The code in this repository is aimed at chord prediction using machine learning. The aim of the project is to investigate whether including melody information in the input data is able to improve prediction accuracy compared to a model that only takes chord progressions as input. This is investigated using the Weimar Jazz Database and LSTM neural networks. The outcomes of the study are discussed in the article Improving Chord Prediction in Jazz Music using Melody Information (in SMC_2022_Chords.pdf) which is submitted to the 2022 SMC and can also be found in this repository.

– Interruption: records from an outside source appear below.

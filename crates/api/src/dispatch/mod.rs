//! Notification dispatch policy
//!
//! Decides, per domain event, whether a notification is created and whether
//! it is pushed:
//!
//! 1. Load the recipient's preferences (missing preferences mean defaults)
//! 2. Drop the event if its category is muted, unless the caller bypasses preferences
//! 3. Persist the notification record; from here on the event is durable
//! 4. Leave it unpushed inside the recipient's quiet hours
//! 5. Push through the local hub, falling back to the bridge, and mark it pushed
//!
//! Recipient connectivity never turns into an error for the caller. Only a
//! failure to persist the record does.

use std::sync::Arc;

use courier_shared::{
    EntityId, NewNotification, NotificationCategory, NotificationId, NotificationPreferences,
    NotificationStore, RelatedEntity, Role, StoreError, UserId,
};
use serde::{Deserialize, Serialize};
use time::{OffsetDateTime, UtcOffset};

use crate::realtime::{Bridge, Envelope, Hub};

#[derive(Debug, thiserror::Error)]
pub enum DispatchError {
    #[error("Failed to persist notification: {0}")]
    Store(#[from] StoreError),
}

/// Who receives the notification and where their connections are registered
#[derive(Debug, Clone, Copy, PartialEq, Eq, Serialize, Deserialize)]
pub struct Recipient {
    pub user_id: UserId,
    pub role: Role,
    pub entity_id: EntityId,
}

/// One domain event to notify about
#[derive(Debug, Clone, Serialize, Deserialize)]
pub struct SendParams {
    pub recipient: Recipient,
    pub category: NotificationCategory,
    pub title: String,
    pub body: String,
    #[serde(default)]
    pub related: Option<RelatedEntity>,
    #[serde(default)]
    pub extra: serde_json::Value,
    #[serde(default, with = "time::serde::rfc3339::option")]
    pub expires_at: Option<OffsetDateTime>,
    /// Deliver even if the recipient muted the category (payment success, delivery completion)
    #[serde(default)]
    pub bypass_preferences: bool,
}

impl SendParams {
    pub fn new(
        recipient: Recipient,
        category: NotificationCategory,
        title: impl Into<String>,
        body: impl Into<String>,
    ) -> Self {
        Self {
            recipient,
            category,
            title: title.into(),
            body: body.into(),
            related: None,
            extra: serde_json::Value::Null,
            expires_at: None,
            bypass_preferences: false,
        }
    }

    pub fn related(mut self, kind: impl Into<String>, id: i64) -> Self {
        self.related = Some(RelatedEntity {
            kind: kind.into(),
            id,
        });
        self
    }

    pub fn extra(mut self, extra: serde_json::Value) -> Self {
        self.extra = extra;
        self
    }

    pub fn bypass_preferences(mut self) -> Self {
        self.bypass_preferences = true;
        self
    }

    fn new_notification(&self) -> NewNotification {
        NewNotification {
            user_id: self.recipient.user_id,
            category: self.category,
            title: self.title.clone(),
            body: self.body.clone(),
            related: self.related.clone(),
            extra: self.extra.clone(),
            expires_at: self.expires_at,
        }
    }
}

/// Path that carried a pushed notification
#[derive(Debug, Clone, Copy, PartialEq, Eq, Serialize)]
#[serde(rename_all = "snake_case")]
pub enum DeliveryPath {
    Local,
    Bridge,
}

/// Why a persisted notification was not pushed
#[derive(Debug, Clone, Copy, PartialEq, Eq, Serialize)]
#[serde(rename_all = "snake_case")]
pub enum UnpushedReason {
    QuietHours,
    RecipientOffline,
    EncodingFailed,
}

/// Result of a dispatch call
#[derive(Debug, Clone, Copy, PartialEq, Eq, Serialize)]
#[serde(tag = "status", rename_all = "snake_case")]
pub enum DispatchOutcome {
    /// Category muted by the recipient; nothing was persisted
    Suppressed,
    /// Persisted but left unpushed
    Stored {
        notification_id: NotificationId,
        reason: UnpushedReason,
    },
    /// Persisted and handed to at least one connection or to the bridge
    Pushed {
        notification_id: NotificationId,
        via: DeliveryPath,
    },
}

impl DispatchOutcome {
    pub fn notification_id(&self) -> Option<NotificationId> {
        match self {
            Self::Suppressed => None,
            Self::Stored {
                notification_id, ..
            }
            | Self::Pushed {
                notification_id, ..
            } => Some(*notification_id),
        }
    }

    pub fn is_pushed(&self) -> bool {
        matches!(self, Self::Pushed { .. })
    }
}

/// Where a platform alert went
#[derive(Debug, Clone, Copy, PartialEq, Eq, Serialize)]
pub struct AlertOutcome {
    /// Operators reached on this instance
    pub local_operators: usize,
    /// Whether the alert was published for other instances
    pub bridged: bool,
}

All of the results obtained for this project and discussed in the report can be replicated using the code in this repository. Overall, the code can be divided into three parts: data handling, machine learning, and data analysis tasks. The data handling files have as ultimate output the data files output_options.pt, data_array_without_melody.pt and data_array_with_melody.pt. The machine learning files take these data files as input and produce the desired chord predictions, storing them in 'output_data_array.csv'. The data analysis files are then used to assess these predictions. It is important to note that there is no need to run the data handling files to generate the input data files as they are already provided as .pt files. Notice data_array_with_melody.pt is uploaded in compressed format, therefore please unzip before using it. Similarly, if only the results are of interest, the ML model does not have to be rerun, as the file including the chord predictions is also provided in this repository.

Directory structure

ML_Jazz:
│   SMC_2022_Chords.pdf
│   README.md
│   output_data_array
│
└───code
    │   csv_output.py
    │   data_array_with_melody.pt.zip
    │   data_array-without_melody.pt
    │   data_processing.ipynb
    │   data_maker.py
    │   data_maker_helpers.py
    │   dataframe_helpers.py
    │   evaluation.ipynb
    │   LSTM_maker.py
    │   ML_core_functions.py
    │   ML_main.ipynb
    │   music_data_functions.py
    │   NN_data_helpers.py
    │   output_options.pt
    │   statistic_tests.ipynb
    │
    └───datasets
            wjazzd.db

Data Handling Files

  • datasets/wjazzd.db - the database file for the Weiar Jazz Database. The file is larger than GitHubs file size limit and is thus uploaded in compressed format. Please unzip before use.
  • data_processing.ipynb - a python notebook that is used to produce the input data for the model
  • data_maker.py - a python file containing the function that is the entry point to generate the data for the model
  • data_maker_helpers.py - a python file containing the helper functions that process the data provided in the WJazzD database for data_maker.py
  • music_data_functions - a python file containing the helper functions for data_maker_helpers.py
  • output_options.pt - the data file containing the set of possible output chords
  • data_array_without_melody.pt - the created data file containing the inputs for the model using chords only
  • data_array_with_melody.pt - the created data file containing the inputs for the model with melody information. The file is larger than GitHubs file size limit and is thus uploaded in compressed format. Please unzip before use.
  • csv_output.py- a python file with functions used for filling in melody and tune information into the output csv file.

Machine Learning Files

  • NN_data_helpers.py - a python file with helper functions that convert the processed data into the format suitable to be handled by the ML model
  • LSTM_maker.py - a python file in which the neural network is defined
  • ML_core_functions.py- a python file containing wrapper functions for the tasks involved in training and running the ML model
  • ML_main.ipynb - a python notebook that is used to run the ML model

Data Analysis Files

  • evaluation.ipynb - a python notebook used for evaluating the performance of the two models using the data stored in òutput_data_array.csv`
  • statistic_tests.ipynb - code used for assessing the sstatistical significance of the results

Dependencies

Please note that, in order to run the code for this project, it is necessary to have the following Python libraries installed. Click the hyperlinks to visit the respective websites and find out more about the different dependencies.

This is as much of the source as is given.